The hill is 24 m high, and stands at a strategic point where the River Tone and the old course of the River Cary join the River Parrett, above the surrounding low-lying land of the Somerset Levels. It is made of Triassic sandstone capped by Keuper marl ascribed to the Mercia Mudstone Group.

==Early use==

Burrow Mump is also known as St Michael's Borough or Tutteyate. Both words 'burrow' and 'mump' mean hill. There is also an alternative translation for the name 'burrows' deriving from 'burh helow' meaning 'the refuge fort' and munp meaning 'a hill' so this becomes 'the refuge fort on the hill', this is very near Lyng which is where one of the Burghal Hideage forts recorded for King Alfred is located.

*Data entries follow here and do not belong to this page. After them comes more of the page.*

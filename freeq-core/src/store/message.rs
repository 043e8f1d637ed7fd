//! Conversation entries held by the store.

use std::collections::{BTreeMap, BTreeSet, HashMap};

use chrono::{DateTime, Utc};
use serde::Serialize;

#[derive(Debug, Clone, Copy, PartialEq, Eq, Serialize)]
#[serde(rename_all = "snake_case")]
pub enum MessageKind {
    Chat,
    Join,
    Part,
    Quit,
    NickChange,
    ModeChange,
}

/// Delivery state of a locally originated message.
#[derive(Debug, Clone, Copy, PartialEq, Eq, Serialize)]
#[serde(rename_all = "snake_case")]
pub enum SendState {
    Sending,
    Sent,
    Failed,
}

#[derive(Debug, Clone, PartialEq, Eq, Serialize)]
pub struct ChatMessage {
    /// Server-assigned id, or a `local-` id for an unconfirmed local send.
    pub msgid: String,
    pub nick: String,
    pub account: Option<String>,
    /// Channel, or DM peer nick.
    pub target: String,
    pub text: String,
    pub timestamp: DateTime<Utc>,
    pub tags: HashMap<String, String>,
    pub reply_to: Option<String>,
    /// Emoji → accounts that reacted with it. Never holds an empty set.
    pub reactions: BTreeMap<String, BTreeSet<String>>,
    pub is_redacted: bool,
    pub is_edited: bool,
    pub kind: MessageKind,
    /// Only set on messages this client sent and the server has not echoed.
    pub send_state: Option<SendState>,
}

impl ChatMessage {
    /// A chat message with the current time and no metadata.
    pub fn chat(msgid: &str, nick: &str, target: &str, text: &str) -> Self {
        Self {
            msgid: msgid.to_string(),
            nick: nick.to_string(),
            account: None,
            target: target.to_string(),
            text: text.to_string(),
            timestamp: Utc::now(),
            tags: HashMap::new(),
            reply_to: None,
            reactions: BTreeMap::new(),
            is_redacted: false,
            is_edited: false,
            kind: MessageKind::Chat,
            send_state: None,
        }
    }

    /// A membership/mode line (join, part, ...) rendered in the conversation.
    pub fn event(kind: MessageKind, msgid: &str, nick: &str, target: &str, text: &str) -> Self {
        Self {
            kind,
            ..Self::chat(msgid, nick, target, text)
        }
    }

    /// True for a local copy the server has not confirmed yet.
    pub fn is_unconfirmed(&self) -> bool {
        matches!(self.send_state, Some(SendState::Sending | SendState::Failed))
    }

    pub fn reaction_count(&self, emoji: &str) -> usize {
        self.reactions.get(emoji).map_or(0, |s| s.len())
    }
}

/// The ids at both physical ends of a conversation buffer.
#[derive(Debug, Clone, Default, PartialEq, Eq, Serialize)]
pub struct Cursors {
    pub oldest_msgid: Option<String>,
    pub newest_msgid: Option<String>,
}
//! Events emitted by the session for the UI layer to consume.
//!
//! The store is the source of truth; events say what changed so a consumer
//! can re-read only the affected conversation.

use serde::Serialize;

use crate::session::ConnectionState;
use crate::store::{ChatMessage, HistoryDirection, SendState};

/// Events that the engine emits to the consumer (TUI, GUI, bot, etc.)
#[derive(Debug, Clone, Serialize)]
#[serde(tag = "type", rename_all = "snake_case")]
pub enum Event {
    /// A transport instance was opened.
    Connected,

    StateChanged {
        state: ConnectionState,
    },

    /// Registration complete. `nick` is our confirmed nick.
    Registered {
        nick: String,
    },

    /// SASL succeeded.
    Authenticated {
        account: Option<String>,
    },

    /// Someone (possibly us) joined a channel.
    Joined {
        channel: String,
        nick: String,
    },

    /// Someone (possibly us) left or was kicked from a channel.
    Parted {
        channel: String,
        nick: String,
    },

    /// A message was added to a conversation buffer.
    Message {
        target: String,
        message: ChatMessage,
    },

    /// The server echoed one of our optimistic sends; the local copy now
    /// carries the server id.
    MessageConfirmed {
        target: String,
        msgid: String,
    },

    SendStateChanged {
        target: String,
        msgid: String,
        state: SendState,
    },

    MessageEdited {
        target: String,
        /// Id of the message as first seen.
        msgid: String,
        /// Id the edit arrived with.
        new_msgid: String,
    },

    MessageRedacted {
        target: String,
        msgid: String,
    },

    ReactionsChanged {
        target: String,
        msgid: String,
    },

    PinsChanged {
        channel: String,
    },

    /// A `CHATHISTORY` batch was merged.
    HistoryLoaded {
        target: String,
        count: usize,
        direction: HistoryDirection,
    },

    /// Member list for a channel after `366`.
    Names {
        channel: String,
        nicks: Vec<String>,
    },

    NickChanged {
        old_nick: String,
        new_nick: String,
    },

    UserQuit {
        nick: String,
        reason: String,
    },

    /// `MONITOR` online/offline notification.
    PresenceChanged {
        nick: String,
        online: bool,
    },

    /// Read position synced from another client.
    ReadMarker {
        target: String,
        timestamp: String,
    },

    Typing {
        target: String,
        nick: String,
        active: bool,
    },

    /// Server sent an error or notice.
    ServerNotice {
        text: String,
    },

    /// Connection was closed or lost.
    Disconnected {
        reason: String,
    },

    /// Reconnect recovery finished and the session is ready again.
    RecoveryCompleted,
}
//! Session configuration.
//!
//! Every field has a default, so a host can deserialize a partial TOML table
//! (for example the `[connection]` section of its own config file) and get a
//! working config.

use std::collections::BTreeSet;
use std::time::Duration;

use serde::{Deserialize, Serialize};

/// Default capabilities requested during `CAP` negotiation.
pub const DEFAULT_CAPS: &[&str] = &[
    "message-tags",
    "server-time",
    "batch",
    "echo-message",
    "away-notify",
    "account-notify",
    "account-tag",
    "extended-join",
    "draft/chathistory",
    "draft/read-marker",
    "draft/message-redaction",
    "sasl",
];

/// Login used for registration and SASL PLAIN.
#[derive(Debug, Clone, PartialEq, Eq, Serialize, Deserialize)]
pub struct Credentials {
    pub nick: String,
    /// SASL account. Defaults to the nick when empty.
    #[serde(default)]
    pub account: String,
    /// SASL password. No SASL is attempted without one.
    #[serde(default)]
    pub password: Option<String>,
}

impl Credentials {
    pub fn new(nick: &str, account: &str, password: &str) -> Self {
        Self {
            nick: nick.to_string(),
            account: account.to_string(),
            password: Some(password.to_string()),
        }
    }

    /// Nick-only login (guest).
    pub fn guest(nick: &str) -> Self {
        Self {
            nick: nick.to_string(),
            account: String::new(),
            password: None,
        }
    }

    pub fn sasl_account(&self) -> &str {
        if self.account.is_empty() {
            &self.nick
        } else {
            &self.account
        }
    }
}

/// Reconnect backoff.
#[derive(Debug, Clone, PartialEq, Serialize, Deserialize)]
#[serde(default)]
pub struct ReconnectConfig {
    /// Delay before the first reconnect attempt.
    pub initial_delay_ms: u64,
    /// Upper bound on the delay between attempts.
    pub max_delay_ms: u64,
    /// Multiplier applied after each failed attempt.
    pub backoff_factor: f64,
}

impl Default for ReconnectConfig {
    fn default() -> Self {
        Self {
            initial_delay_ms: 2_000,
            max_delay_ms: 30_000,
            backoff_factor: 2.0,
        }
    }
}

impl ReconnectConfig {
    pub fn initial_delay(&self) -> Duration {
        Duration::from_millis(self.initial_delay_ms)
    }

    pub fn max_delay(&self) -> Duration {
        Duration::from_millis(self.max_delay_ms)
    }

    /// Next delay after `current`, capped, with up to 25% jitter.
    pub fn next_delay(&self, current: Duration) -> Duration {
        let base = current.as_millis() as f64 * self.backoff_factor;
        let jitter = rand_jitter(current.as_millis() as u64 / 4);
        Duration::from_millis(((base as u64).saturating_add(jitter)).min(self.max_delay_ms))
    }
}

fn rand_jitter(max: u64) -> u64 {
    use rand::Rng;
    if max == 0 {
        return 0;
    }
    rand::thread_rng().gen_range(0..max)
}

#[derive(Debug, Clone, PartialEq, Serialize, Deserialize)]
#[serde(default)]
pub struct SessionConfig {
    /// Base URL handed to the token issuer and server-config source.
    pub server_url: String,
    /// Username (ident).
    pub user: String,
    /// Real name.
    pub realname: String,
    /// Capabilities to request when offered.
    pub caps: Vec<String>,
    /// Bound on the whole CAP exchange.
    pub cap_timeout_ms: u64,
    /// Bound on the SASL exchange.
    pub sasl_timeout_ms: u64,
    /// Bound on waiting for `001` after `CAP END`.
    pub registration_timeout_ms: u64,
    /// Messages per `CHATHISTORY` request.
    pub history_page_size: usize,
    /// Messages kept per conversation.
    pub buffer_capacity: usize,
    /// Refresh the bearer token this long before it expires.
    pub token_refresh_margin_secs: u64,
    pub reconnect: ReconnectConfig,
}

impl Default for SessionConfig {
    fn default() -> Self {
        Self {
            server_url: "https://irc.freeq.at".to_string(),
            user: "freeq".to_string(),
            realname: "freeq client".to_string(),
            caps: DEFAULT_CAPS.iter().map(|c| c.to_string()).collect(),
            cap_timeout_ms: 10_000,
            sasl_timeout_ms: 15_000,
            registration_timeout_ms: 30_000,
            history_page_size: 50,
            buffer_capacity: crate::store::DEFAULT_CAPACITY,
            token_refresh_margin_secs: 60,
            reconnect: ReconnectConfig::default(),
        }
    }
}

impl SessionConfig {
    pub fn from_toml_str(s: &str) -> Result<Self, toml::de::Error> {
        toml::from_str(s)
    }

    pub fn cap_timeout(&self) -> Duration {
        Duration::from_millis(self.cap_timeout_ms)
    }

    pub fn sasl_timeout(&self) -> Duration {
        Duration::from_millis(self.sasl_timeout_ms)
    }

    pub fn registration_timeout(&self) -> Duration {
        Duration::from_millis(self.registration_timeout_ms)
    }

    pub fn token_refresh_margin(&self) -> Duration {
        Duration::from_secs(self.token_refresh_margin_secs)
    }

    /// Capabilities to request for `creds`. `sasl` is only wanted when there
    /// is a password to authenticate with.
    pub fn wanted_caps(&self, creds: &Credentials) -> BTreeSet<String> {
        self.caps
            .iter()
            .filter(|c| c.as_str() != "sasl" || creds.password.is_some())
            .cloned()
            .collect()
    }
}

Archaeological surveys have shown some Roman material including a piece of pottery and coins found nearby which, possibly linked to its situation at a river junction, may indicate its use for trade. Square pits, one of which may have been a well and post holes from the Middle Ages have been identified during excavations, these may have been from an adulterine castle. It is likely that it was a Norman motte with a terraced track that spirals around the hill to reach it. The plateau at the top is 45 m by 25 m and along with the scarped top of the slope formed the motte, which may have been formed during The Anarchy between 1135 and 1153. The site has been called King Alfred's Fort, but there is no evidence of it being a fort or having any link with Alfred the Great, apart from its ownership by the nearby Athelney Abbey which he established and was linked to Burrow Mump by a causeway. It may have served as a natural outwork to the defended royal island of Athelney at the end of the 9th century.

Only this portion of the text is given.